The output will be saved in the location you chose, and eligible results will also be added automatically to the Metadata Result table.
The batch-specific outputs provided by this workflow are:
- Sample report. The sample report is curated to contain the most important information for analysis interpretation. All full reports are linked throughout the Sample report or can be found in the QC & Reports folder. The Sample report icon will be colored based on whether Summary item thresholds were met. See the "Quality control" section in the sample report for specifics.
- Resistance Results. Folder containing results from de novo assembly and resistance calling.
- Assembled contigs list. Contig list from the De novo assembly tool.
- Resistance table. The result table from the Find Resistance with Nucleotide Database tool, reporting the found resistance.
- Typing Results. Folder containing results from typing and variant calling.

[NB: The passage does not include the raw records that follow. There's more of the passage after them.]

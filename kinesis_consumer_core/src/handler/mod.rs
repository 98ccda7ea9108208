//! The user-supplied processing step.

use async_trait::async_trait;

use crate::record::{Record, ShardId};

pub mod mock;

/// Error returned by a [`RecordHandler`].
pub type HandlerError = Box<dyn std::error::Error + Send + Sync + 'static>;

/// What a scanner should do after a batch was handled successfully.
#[derive(Debug, Clone, Copy, PartialEq, Eq)]
pub enum HandlerAction {
    /// Checkpoint the batch and keep reading.
    Continue,

    /// Checkpoint the batch and stop reading this shard.
    Stop,
}

/// Processes the batches flushed by a scanner.
///
/// A single handler is shared by the scanners of all shards, so calls for different shards may
/// run concurrently. Calls for one shard never overlap and arrive in sequence number order.
///
/// Delivery is at-least-once: the checkpoint is only written after this returns `Ok`, so a batch
/// whose handling failed, or whose checkpoint was lost, is delivered again after a restart.
#[async_trait]
pub trait RecordHandler: std::fmt::Debug + Send + Sync {
    async fn handle_records(
        &self,
        shard_id: &ShardId,
        records: &[Record],
    ) -> Result<HandlerAction, HandlerError>;
}

#[async_trait]
impl<T> RecordHandler for std::sync::Arc<T>
where
    T: RecordHandler + ?Sized,
{
    async fn handle_records(
        &self,
        shard_id: &ShardId,
        records: &[Record],
    ) -> Result<HandlerAction, HandlerError> {
        (**self).handle_records(shard_id, records).await
    }
}
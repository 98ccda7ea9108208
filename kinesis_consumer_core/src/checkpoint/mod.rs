//! Durable per-shard read progress.
//!
//! A checkpoint is the sequence number of the last record a handler has fully processed for one
//! (application, stream, shard) triple. Checkpoints only ever move forward: every
//! [`CheckpointStore`] rejects a write that would move a key backwards, otherwise the next resume
//! would silently skip records.

use std::{fmt::Display, sync::Arc};

use async_trait::async_trait;
use thiserror::Error;

use crate::record::{SequenceNumber, ShardId};

mod memory;
mod object_store;

pub use self::memory::MemoryCheckpointStore;
pub use self::object_store::ObjectStoreCheckpointStore;

/// Identifies one checkpoint.
#[derive(Debug, Clone, PartialEq, Eq, Hash, PartialOrd, Ord)]
pub struct CheckpointKey {
    pub app: Arc<str>,
    pub stream: Arc<str>,
    pub shard: ShardId,
}

impl CheckpointKey {
    pub fn new(app: impl AsRef<str>, stream: impl AsRef<str>, shard: ShardId) -> Self {
        Self {
            app: Arc::from(app.as_ref()),
            stream: Arc::from(stream.as_ref()),
            shard,
        }
    }
}

impl Display for CheckpointKey {
    fn fmt(&self, f: &mut std::fmt::Formatter<'_>) -> std::fmt::Result {
        write!(f, "{}/{}/{}", self.app, self.stream, self.shard)
    }
}

#[derive(Debug, Error)]
pub enum CheckpointError {
    #[error(
        "refusing to move checkpoint {key} backwards from {stored} to {attempted}"
    )]
    Regression {
        key: CheckpointKey,
        stored: SequenceNumber,
        attempted: SequenceNumber,
    },

    #[error("checkpoint storage error for {key}: {source}")]
    Storage {
        key: CheckpointKey,
        source: ::object_store::Error,
    },

    #[error("checkpoint for {key} is corrupt: {reason}")]
    Corrupt { key: CheckpointKey, reason: String },
}

/// Persistence of checkpoints.
///
/// Implementations must be safe to call concurrently for distinct keys. A consumer owns each of
/// its keys exclusively, but backends still serialise writes per key so that racing writers can
/// never regress a stored value.
#[async_trait]
pub trait CheckpointStore: std::fmt::Debug + Send + Sync {
    /// Whether a checkpoint has been committed for `key`.
    async fn exists(&self, key: &CheckpointKey) -> Result<bool, CheckpointError> {
        Ok(self.get(key).await?.is_some())
    }

    /// The committed sequence number for `key`, if any.
    async fn get(&self, key: &CheckpointKey) -> Result<Option<SequenceNumber>, CheckpointError>;

    /// Commit `sequence_number` for `key`.
    ///
    /// Committing the currently stored value again is a no-op; committing a lower value fails
    /// with [`CheckpointError::Regression`] and leaves the store unchanged.
    async fn set(
        &self,
        key: &CheckpointKey,
        sequence_number: SequenceNumber,
    ) -> Result<(), CheckpointError>;
}

#[async_trait]
impl<T> CheckpointStore for Arc<T>
where
    T: CheckpointStore + ?Sized,
{
    async fn exists(&self, key: &CheckpointKey) -> Result<bool, CheckpointError> {
        (**self).exists(key).await
    }

    async fn get(&self, key: &CheckpointKey) -> Result<Option<SequenceNumber>, CheckpointError> {
        (**self).get(key).await
    }

    async fn set(
        &self,
        key: &CheckpointKey,
        sequence_number: SequenceNumber,
    ) -> Result<(), CheckpointError> {
        (**self).set(key, sequence_number).await
    }
}

/// Shared monotonicity check used by the backends.
fn check_advance(
    key: &CheckpointKey,
    stored: Option<&SequenceNumber>,
    attempted: &SequenceNumber,
) -> Result<bool, CheckpointError> {
    match stored {
        Some(stored) if attempted < stored => Err(CheckpointError::Regression {
            key: key.clone(),
            stored: stored.clone(),
            attempted: attempted.clone(),
        }),
        Some(stored) if attempted == stored => Ok(false),
        _ => Ok(true),
    }
}
//! Building blocks for [`clap`]-driven command line interfaces.

pub mod checkpoint;
pub mod consumer;
pub mod logging;
pub mod runtime;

- Best match. Reference sequence that matches best the data according to the Find Best Matches using K-mer Spectra tool.
- Best matches table. Table containing the best matching sequence(s), a list of all (maximum 100) significantly matching references and the various statistical values applied.
- Sequence lists. List(s) of the sequences that were successfully trimmed and mapped to the best reference.
- Best match read mapping. Mapping of the reads using the Best Match as reference.
- Typing result. Output from the Type with MLST Scheme tool, including information on kmer fractions, kmer hit counts, and alleles identified and called.
- Variant track. Output from the Fixed Ploidy Variant Detection tool. Note that it is possible to export multiple variant track files from monoploid data into a single VCF file with the Multi-VCF exporter. All variant track files must have the same reference genome for the Multi-VCF export to work.
- QC & Reports. Folder containing the individual reports generated during the analysis.
- All reports from the sample report are found here in their full length.
The combined outputs provided by this workflow are:
- Combined report. Combined report of all sample reports. The combined report contains all quality control information and analysis results. The combined report icon will be colored based on whether Summary item thresholds were met in each sample. See the "Quality control" section in the combined report for specifics.
- Results Metadata Table. A table containing summary information of results for each sample analyzed and a quick way to find the associated files. In particular, the column "Best match, average coverage" can help when deciding whether a best match is significant, well covered and of good quality. This is especially useful when a sample has low quality but is not contaminated.
Through the Result Metadata Table, it is possible to filter among sample metadata and analysis results. By clicking Find Associated Data () and optionally performing additional filtering, it is possible to perform additional analyses on a selected subset directly from this Table, such as:
- Generation of SNP trees based on the same reference used for read mapping and variant detection (Create SNP Tree).
- Generation of K-mer Trees for identification of the closest common reference across samples (Create K-mer Tree).
- Run validated workflows (workflows that are associated with a Result Metadata Table and saved in your Navigation Area).